High-Performance Computer Architecture 14 | Tomasulo’s Algorithm Part 2

Series: High-Performance Computer Architecture

High-Performance Computer Architecture 14 | Tomasulo’s Algorithm Part 2

Load & Store Instructions

(1) Dependencies for Memory

Just like we have the data dependencies for the registers, there can be dependencies through memory.

RAW Dependency: First SW (store) to address A, then LW (load) from it.
WAR Dependency: First LW from address A, then SW to it. If we LW again, we will get a value different from before.
WAW Dependency: Conduct SW twice to the same address A. Because we want the final value in the memory to be the value from the later SW, we have to keep the order of these two SWs.

(2) Tomasulo’s Algorithm for Memory Dependencies

Basically, we have two ways to deal with the memory dependencies,

Loads and stores are in-order

For all the load and store instructions, we first put them in the load or store queue (buffer) and then we just follow the order of these instructions. For example, a load doesn’t execute if there is a previous store pending, even though the load is ready to go but the store is still waiting.

Identify dependencies and reorder them

This turns out to be more complicated than doing it for register-based dependencies. This is not the approach that we have chosen for Tomasulo’s algorithm, but this dependencies identification is actually used by the modern processors that we are going to talk about later.
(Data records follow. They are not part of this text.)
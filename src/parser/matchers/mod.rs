//! Format matchers, one per producing service.
//!
//! - Lifecycle matcher for Lambda `START` / `END` / `REPORT` lines
//! - Container matcher for EKS container output
//! - Generic JSON-first matcher, also the terminal fallback of the others

mod eks;
mod generic;
mod lambda;

use super::service_group::{Service, ServiceIdentity};
use crate::domain::{FieldValue, Fields};
use serde::Serialize;
use std::fmt;

pub use eks::ContainerMatcher;
pub use generic::GenericMatcher;
pub use lambda::LifecycleMatcher;

/// How a line's payload was interpreted.
#[derive(Debug, Clone, Copy, PartialEq, Eq, Hash, Serialize)]
#[serde(rename_all = "snake_case")]
pub enum FormatTag {
    LambdaInfo,
    Json,
    Unknown,
}

impl FormatTag {
    pub fn as_str(&self) -> &'static str {
        match self {
            FormatTag::LambdaInfo => "lambda_info",
            FormatTag::Json => "json",
            FormatTag::Unknown => "unknown",
        }
    }
}

impl fmt::Display for FormatTag {
    fn fmt(&self, f: &mut fmt::Formatter<'_>) -> fmt::Result {
        f.write_str(self.as_str())
    }
}

/// Fields extracted from one message plus the format they were found in.
#[derive(Debug, Clone, PartialEq)]
pub struct MatchResult {
    pub fields: Fields,
    pub format: FormatTag,
}

impl MatchResult {
    pub fn new(fields: Fields, format: FormatTag) -> Self {
        Self { fields, format }
    }

    /// Wrap an unparsed line as `{"message": <line>}`.
    pub fn raw_message(message: &str) -> Self {
        let mut fields = Fields::new();
        fields.insert("message".to_string(), FieldValue::from(message));
        Self::new(fields, FormatTag::Unknown)
    }
}

/// Options shared by every matcher of a batch.
#[derive(Debug, Clone, Copy, Default, PartialEq, Eq)]
pub struct MatcherOptions {
    /// Levels of nested JSON objects kept structured; deeper containers are
    /// rendered as JSON text. `None` keeps payloads as decoded.
    pub max_json_depth: Option<u8>,
}

/// Matches one raw message string.
pub trait Matcher {
    /// Short identifier of the matcher (e.g. "lambda", "eks", "generic").
    fn name(&self) -> &'static str;

    /// Classify and extract a single message. Never fails: unrecognised
    /// input comes back as a raw `message` field.
    fn match_message(&self, message: &str) -> MatchResult;
}

/// Which matcher handles a given service.
#[derive(Debug, Clone, Copy, PartialEq, Eq)]
pub enum MatcherKind {
    Lambda,
    Eks,
    Generic,
}

impl MatcherKind {
    pub fn for_service(service: Option<Service>) -> Self {
        match service {
            Some(Service::Lambda) => MatcherKind::Lambda,
            Some(Service::Eks) => MatcherKind::Eks,
            Some(Service::ApiGateway | Service::Rds) | None => MatcherKind::Generic,
        }
    }
}

/// The matcher selected for one batch.
#[derive(Debug, Clone)]
pub enum BatchMatcher {
    Lambda(LifecycleMatcher),
    Eks(ContainerMatcher),
    Generic(GenericMatcher),
}

impl BatchMatcher {
    pub fn for_identity(identity: &ServiceIdentity, options: MatcherOptions) -> Self {
        let generic = GenericMatcher::new(options.max_json_depth);
        match MatcherKind::for_service(identity.service) {
            MatcherKind::Lambda => BatchMatcher::Lambda(LifecycleMatcher::new(generic)),
            MatcherKind::Eks => BatchMatcher::Eks(ContainerMatcher::new(&identity.group, generic)),
            MatcherKind::Generic => BatchMatcher::Generic(generic),
        }
    }

    pub fn kind(&self) -> MatcherKind {
        match self {
            BatchMatcher::Lambda(_) => MatcherKind::Lambda,
            BatchMatcher::Eks(_) => MatcherKind::Eks,
            BatchMatcher::Generic(_) => MatcherKind::Generic,
        }
    }
}

impl Matcher for BatchMatcher {
    fn name(&self) -> &'static str {
        match self {
            BatchMatcher::Lambda(m) => m.name(),
            BatchMatcher::Eks(m) => m.name(),
            BatchMatcher::Generic(m) => m.name(),
        }
    }

    fn match_message(&self, message: &str) -> MatchResult {
        match self {
            BatchMatcher::Lambda(m) => m.match_message(message),
            BatchMatcher::Eks(m) => m.match_message(message),
            BatchMatcher::Generic(m) => m.match_message(message),
        }
    }
}
pub mod matchers;
pub mod named_groups;
pub mod regex_error;
pub mod regex_patterns;
pub mod service_group;

pub use matchers::{
    BatchMatcher, ContainerMatcher, FormatTag, GenericMatcher, LifecycleMatcher, MatchResult,
    Matcher, MatcherKind, MatcherOptions,
};
pub use named_groups::{NamedCaptures, extract_named_groups};
pub use regex_error::RegexError;
pub use service_group::{Service, ServiceIdentity};

#[cfg(test)]
mod tests {
    use super::*;

    #[test]
    fn test_module_exports() {
        let _generic = GenericMatcher::default();
        let _lambda = LifecycleMatcher::default();
        let _eks = ContainerMatcher::new("app-prod", GenericMatcher::default());
        let _identity = ServiceIdentity::unresolved();
    }
}
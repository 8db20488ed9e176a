// Regex error handling for the static pattern registry and named-group extraction
use thiserror::Error;

#[derive(Error, Debug, Clone)]
pub enum RegexError {
    #[error("Regex compilation failed for pattern '{pattern}' (name: {name}): {source}")]
    CompilationFailed {
        pattern: String,
        name: String,
        #[source]
        source: regex::Error,
    },

    #[error("Regex pattern not found: {name}")]
    PatternNotFound { name: String },

    #[error("Pattern '{name}' did not match input")]
    NoMatch { name: String },
}
pub mod config;
pub mod driver;
pub mod envelope;
pub mod logging;

pub use config::{Config, ConfigError, LogFormat, LogLevel};
pub use driver::BatchDriver;
pub use envelope::{EnvelopeError, decode_payload, decode_subscription_event};
pub use logging::{LoggingError, init_logging};

use crate::domain::ForwarderError;
use crate::normalizer::EventNormalizer;
use crate::sender::HttpIngestClient;
use anyhow::Context;
use tokio::io::BufReader;
use tracing::info;

pub fn get_version() -> String {
    env!("CARGO_PKG_VERSION").to_string()
}

/// Wire a validated configuration into a driver backed by the HTTP client.
pub fn build_driver(config: &Config) -> Result<BatchDriver<HttpIngestClient>, ForwarderError> {
    config.validate()?;
    let client = HttpIngestClient::new(config.client_config())?;
    let normalizer = EventNormalizer::new(config.matcher_options());
    Ok(BatchDriver::new(client, config.dataset.clone(), normalizer))
}

// Main entry point for the application
pub async fn main() -> anyhow::Result<()> {
    let config = Config::load(std::env::args_os()).context("failed to load configuration")?;
    init_logging(config.log_level, config.log_format).context("failed to initialize logging")?;

    info!("Starting cloudwatch-log-forwarder v{}", get_version());
    info!(
        "Configuration: dataset={}, url={}, compression={}, json_max_depth={:?}",
        config.dataset, config.url, config.enable_compression, config.json_max_depth
    );

    let driver = build_driver(&config).context("failed to build ingest pipeline")?;
    let handled = driver
        .forward_lines(BufReader::new(tokio::io::stdin()))
        .await
        .context("failed to forward subscription events")?;

    let stats = driver.client().connection_stats();
    info!(
        "Handled {} subscription events ({} requests, {} events sent)",
        handled, stats.total_requests, stats.events_sent
    );
    Ok(())
}
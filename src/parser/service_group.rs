//! Resolves the producing service and group from a CloudWatch log-group path.

use super::named_groups::extract_named_groups;
use super::regex_patterns::{PATTERNS, pattern_name};
use serde::Serialize;
use std::fmt;
use std::str::FromStr;

/// Services recognised by the `/aws/{service}/{group}` log-group convention.
#[derive(Debug, Clone, Copy, PartialEq, Eq, Hash, Serialize)]
#[serde(rename_all = "lowercase")]
pub enum Service {
    Lambda,
    ApiGateway,
    Rds,
    Eks,
}

impl Service {
    pub fn as_str(&self) -> &'static str {
        match self {
            Service::Lambda => "lambda",
            Service::ApiGateway => "apigateway",
            Service::Rds => "rds",
            Service::Eks => "eks",
        }
    }
}

impl fmt::Display for Service {
    fn fmt(&self, f: &mut fmt::Formatter<'_>) -> fmt::Result {
        f.write_str(self.as_str())
    }
}

impl FromStr for Service {
    type Err = String;

    fn from_str(s: &str) -> Result<Self, Self::Err> {
        match s {
            "lambda" => Ok(Service::Lambda),
            "apigateway" => Ok(Service::ApiGateway),
            "rds" => Ok(Service::Rds),
            "eks" => Ok(Service::Eks),
            other => Err(format!("unknown service '{other}'")),
        }
    }
}

/// Service and group derived once per batch from its log group.
#[derive(Debug, Clone, Default, PartialEq, Eq)]
pub struct ServiceIdentity {
    pub service: Option<Service>,
    pub group: String,
}

impl ServiceIdentity {
    pub fn unresolved() -> Self {
        Self::default()
    }

    pub fn resolved(&self) -> bool {
        self.service.is_some()
    }

    /// The service name, or an empty string when unresolved.
    pub fn service_name(&self) -> &'static str {
        self.service.map(|s| s.as_str()).unwrap_or("")
    }

    /// Parse a log-group path such as `/aws/lambda/my-function`.
    ///
    /// The group is everything after the service segment and may itself
    /// contain slashes.
    pub fn from_log_group(log_group: &str) -> Self {
        let Ok(regex) = PATTERNS.get_by_name(pattern_name::SERVICE_GROUP) else {
            return Self::unresolved();
        };
        let Ok(groups) = extract_named_groups(regex, pattern_name::SERVICE_GROUP, log_group) else {
            return Self::unresolved();
        };

        match groups.get("service").map(|s| s.parse::<Service>()) {
            Some(Ok(service)) => Self {
                service: Some(service),
                group: groups.get("group").cloned().unwrap_or_default(),
            },
            _ => Self::unresolved(),
        }
    }
}
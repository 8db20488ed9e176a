//! Turns a decoded log batch into normalized events.
//!
//! For every line: build the `cloudwatch` metadata block, run the matcher
//! selected for the batch's service, namespace non-JSON output under the
//! service name and merge the result without touching reserved keys.

use crate::domain::event::is_reserved_key;
use crate::domain::{
    CloudwatchMetadata, FieldValue, Fields, LogBatch, LogBatchMetadata, NormalizedEvent,
    RawLogLine, TIMESTAMP_FIELD,
};
use crate::parser::{BatchMatcher, FormatTag, MatchResult, Matcher, MatcherOptions, ServiceIdentity};

/// Stateless normalizer; one instance can serve any number of batches.
#[derive(Debug, Clone, Copy, Default)]
pub struct EventNormalizer {
    options: MatcherOptions,
}

impl EventNormalizer {
    pub fn new(options: MatcherOptions) -> Self {
        Self { options }
    }

    pub fn options(&self) -> MatcherOptions {
        self.options
    }

    /// Normalize every line of `batch`, preserving order.
    pub fn normalize_batch(&self, batch: &LogBatch) -> Vec<NormalizedEvent> {
        let context = BatchContext::new(&batch.metadata, self.options);
        batch
            .log_events
            .iter()
            .map(|line| context.normalize_line(line))
            .collect()
    }
}

/// Per-batch state: the resolved identity and the matcher chosen for it.
#[derive(Debug, Clone)]
pub struct BatchContext<'a> {
    metadata: &'a LogBatchMetadata,
    identity: ServiceIdentity,
    matcher: BatchMatcher,
}

impl<'a> BatchContext<'a> {
    pub fn new(metadata: &'a LogBatchMetadata, options: MatcherOptions) -> Self {
        let identity = ServiceIdentity::from_log_group(&metadata.log_group);
        let matcher = BatchMatcher::for_identity(&identity, options);
        Self {
            metadata,
            identity,
            matcher,
        }
    }

    pub fn identity(&self) -> &ServiceIdentity {
        &self.identity
    }

    pub fn normalize_line(&self, line: &RawLogLine) -> NormalizedEvent {
        let MatchResult { fields, format } = self.matcher.match_message(&line.message);

        let mut cloudwatch = CloudwatchMetadata {
            id: line.id.clone(),
            group: self.metadata.log_group.clone(),
            stream: self.metadata.log_stream.clone(),
            message_type: self.metadata.message_type.clone(),
            owner: self.metadata.owner.clone(),
            service: None,
            group_name: None,
            format: format.as_str().to_string(),
        };
        if self.identity.resolved() {
            cloudwatch.service = Some(self.identity.service_name().to_string());
            cloudwatch.group_name = Some(self.identity.group.clone());
        }

        let fields = namespace_fields(fields, format, self.identity.service_name());

        NormalizedEvent {
            fields: merge_fields(fields),
            cloudwatch,
            timestamp: line.timestamp,
        }
    }
}

/// Nest non-JSON matcher output one level down under the service name so
/// lifecycle and raw-text fields stay out of the top-level namespace.
pub fn namespace_fields(fields: Fields, format: FormatTag, service: &str) -> Fields {
    if format == FormatTag::Json || service.is_empty() {
        return fields;
    }
    let mut wrapped = Fields::new();
    wrapped.insert(service.to_string(), FieldValue::Map(fields));
    wrapped
}

/// Drop keys that would clobber the metadata block or the event timestamp.
pub fn merge_fields(fields: Fields) -> Fields {
    fields
        .into_iter()
        .filter(|(key, _)| !is_reserved_key(key) && key != TIMESTAMP_FIELD)
        .collect()
}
2. Tomasulo’s Algorithm: A Complex Example

(0) Basic Settings

Suppose we have the following assembly code and .D means double-precision,

L.D F6, 34(R2)
L.D F2, 45(R3)
MUL.D F0, F2, F4
SUB.D F8, F2, F6
DIV.D F10, F0, F6
ADD.D F6, F8, F2

Suppose we have 2 load and store reservation stations LD1 and LD2, 3 add and subtract reservation stations AD1, AD2, and AD3, and 2 multiple and divide reservation stations ML1 and ML2. We use BUSY to represent whether or not a reservation station is empty, Op for the operation, Vj for the first operand, Vk for the second operand, Qj for the first operand we are waiting for, Qk for the second operand we are waiting for, and Disp means whether or not this instruction can be dispatched.

Also, we have to consider the execution cycles. In reality, we need more than 1 cycles for any arithmetic operations. Particularly, in this case, the cycles we need for these arithmetic operations are,

Load:  2 cycles
 Add:  2 cycles
 Mul: 10 cycles
 Div: 40 cycles

We also have to know about the think about the register file. Originally, the R2 is set to 100, R3 is set to 200, and F4 is set to 2.5. The other registers are left empty.

Also, the RAT should be kept empty,

(1) Cycle 1

In cycle 1, the L.D F6, 34(R2) is issued to the reservation station. Because the address generation unit is independent, so we can directly get the value of R2 + 34 = 134.

Also, because the value returned will be assigned to F6, thus, we should rename the F6 to LD1 by RAT,

(2) Cycle 2

In cycle 2, the L.D F2, 45(R3) is issued to the reservation station and we can directly get the value of R3 + 45 = 245. We should also dispatch the LD1 because it is ready after the first cycle. Note that we need 2 cycles to finish the load execution.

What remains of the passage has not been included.